Dataset items >>
Segment Open

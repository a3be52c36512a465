//! Email dispatch of the composite report.
//!
//! [`send`] is the dispatcher boundary: it composes one multipart message,
//! hands it to a [`MailTransport`] exactly once, and turns every failure into
//! an [`EmailDispatchResult`]. Nothing past this point can fail the run.

pub mod smtp;

pub use smtp::SmtpMailer;

use chrono::NaiveDate;
use nr_config::Configuration;
use nr_report::CompositeReport;
use serde::{Deserialize, Serialize};
use std::fmt;
use thiserror::Error;
use tracing::{error, info};

/// Why a delivery attempt failed.
#[derive(Debug, Clone, Copy, PartialEq, Eq, Serialize, Deserialize)]
#[serde(rename_all = "snake_case")]
pub enum DispatchFailure {
    /// The server rejected the credentials.
    Authentication,
    /// The server refused a recipient mailbox (550/551/553). Delivery stops
    /// at the first refusal, so other recipients may have been acceptable.
    RecipientsRefused,
    /// The session dropped mid-conversation.
    ServerDisconnected,
    /// Any other SMTP reply or client-side protocol error.
    Protocol,
    /// Sender, recipients or SMTP settings are missing.
    NotConfigured,
    Unexpected,
}

impl DispatchFailure {
    /// Classification label used in logs and results.
    pub fn classification(&self) -> &'static str {
        match self {
            DispatchFailure::Authentication => "authentication failure",
            DispatchFailure::RecipientsRefused => "recipients refused",
            DispatchFailure::ServerDisconnected => "server disconnected",
            DispatchFailure::Protocol => "smtp protocol error",
            DispatchFailure::NotConfigured => "email not configured",
            DispatchFailure::Unexpected => "unexpected failure",
        }
    }
}

impl fmt::Display for DispatchFailure {
    fn fmt(&self, f: &mut fmt::Formatter<'_>) -> fmt::Result {
        f.write_str(self.classification())
    }
}

/// A classified delivery failure.
#[derive(Debug, Clone, PartialEq, Eq, Error)]
#[error("{failure}: {message}")]
pub struct DispatchError {
    pub failure: DispatchFailure,
    pub message: String,
}

impl DispatchError {
    pub fn new(failure: DispatchFailure, message: impl Into<String>) -> Self {
        Self {
            failure,
            message: message.into(),
        }
    }
}

/// Outcome of the single delivery attempt.
#[derive(Debug, Clone, PartialEq, Eq, Serialize, Deserialize)]
pub struct EmailDispatchResult {
    pub success: bool,
    pub failure: Option<DispatchFailure>,
    pub message: Option<String>,
}

impl EmailDispatchResult {
    pub fn delivered() -> Self {
        Self {
            success: true,
            failure: None,
            message: None,
        }
    }

    pub fn failed(err: DispatchError) -> Self {
        Self {
            success: false,
            failure: Some(err.failure),
            message: Some(err.message),
        }
    }

    /// Classification label of the failure, if any.
    pub fn classification(&self) -> Option<&'static str> {
        self.failure.as_ref().map(DispatchFailure::classification)
    }
}

/// A fully composed message, independent of the transport.
#[derive(Debug, Clone, PartialEq, Eq)]
pub struct OutgoingEmail {
    pub from: String,
    pub to: Vec<String>,
    pub subject: String,
    pub text_body: String,
    pub html_body: String,
}

/// Delivers composed messages. One call is one attempt.
pub trait MailTransport {
    fn deliver(&self, email: &OutgoingEmail) -> Result<(), DispatchError>;
}

/// Subject line for a report generated on `date`.
pub fn subject_for(date: NaiveDate) -> String {
    format!("Nightly Report - {}", date.format("%Y-%m-%d"))
}

/// Compose the message for `composite` from the configured addresses.
pub fn compose(
    composite: &CompositeReport,
    config: &Configuration,
) -> Result<OutgoingEmail, DispatchError> {
    let from = config
        .sender
        .clone()
        .ok_or_else(|| DispatchError::new(DispatchFailure::NotConfigured, "no sender address (emailid)"))?;
    if config.recipients().is_empty() {
        return Err(DispatchError::new(
            DispatchFailure::NotConfigured,
            "no recipient addresses (to_emailid)",
        ));
    }

    Ok(OutgoingEmail {
        from,
        to: config.recipients().to_vec(),
        subject: subject_for(composite.generated_at.date_naive()),
        text_body: composite.plain_text_summary(),
        html_body: composite.render_document(),
    })
}

/// Compose and deliver `composite`. Never fails; see [`EmailDispatchResult`].
pub fn send(
    composite: &CompositeReport,
    config: &Configuration,
    transport: &dyn MailTransport,
) -> EmailDispatchResult {
    let outcome = compose(composite, config).and_then(|email| {
        transport.deliver(&email)?;
        Ok(email)
    });

    match outcome {
        Ok(email) => {
            info!(
                recipients = email.to.len(),
                subject = %email.subject,
                "Email sent successfully"
            );
            EmailDispatchResult::delivered()
        }
        Err(err) => {
            error!(
                classification = err.failure.classification(),
                error = %err.message,
                "Email dispatch failed"
            );
            EmailDispatchResult::failed(err)
        }
    }
}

Segment Closed

Only the lines above starting at the one containing "pub mod smtp;" and ending at the one containing "pub enum DispatchFailure", both included, are to be returned, exactly as they read.

pub mod smtp;

pub use smtp::SmtpMailer;

use chrono::NaiveDate;
use nr_config::Configuration;
use nr_report::CompositeReport;
use serde::{Deserialize, Serialize};
use std::fmt;
use thiserror::Error;
use tracing::{error, info};

/// Why a delivery attempt failed.
#[derive(Debug, Clone, Copy, PartialEq, Eq, Serialize, Deserialize)]
#[serde(rename_all = "snake_case")]
pub enum DispatchFailure {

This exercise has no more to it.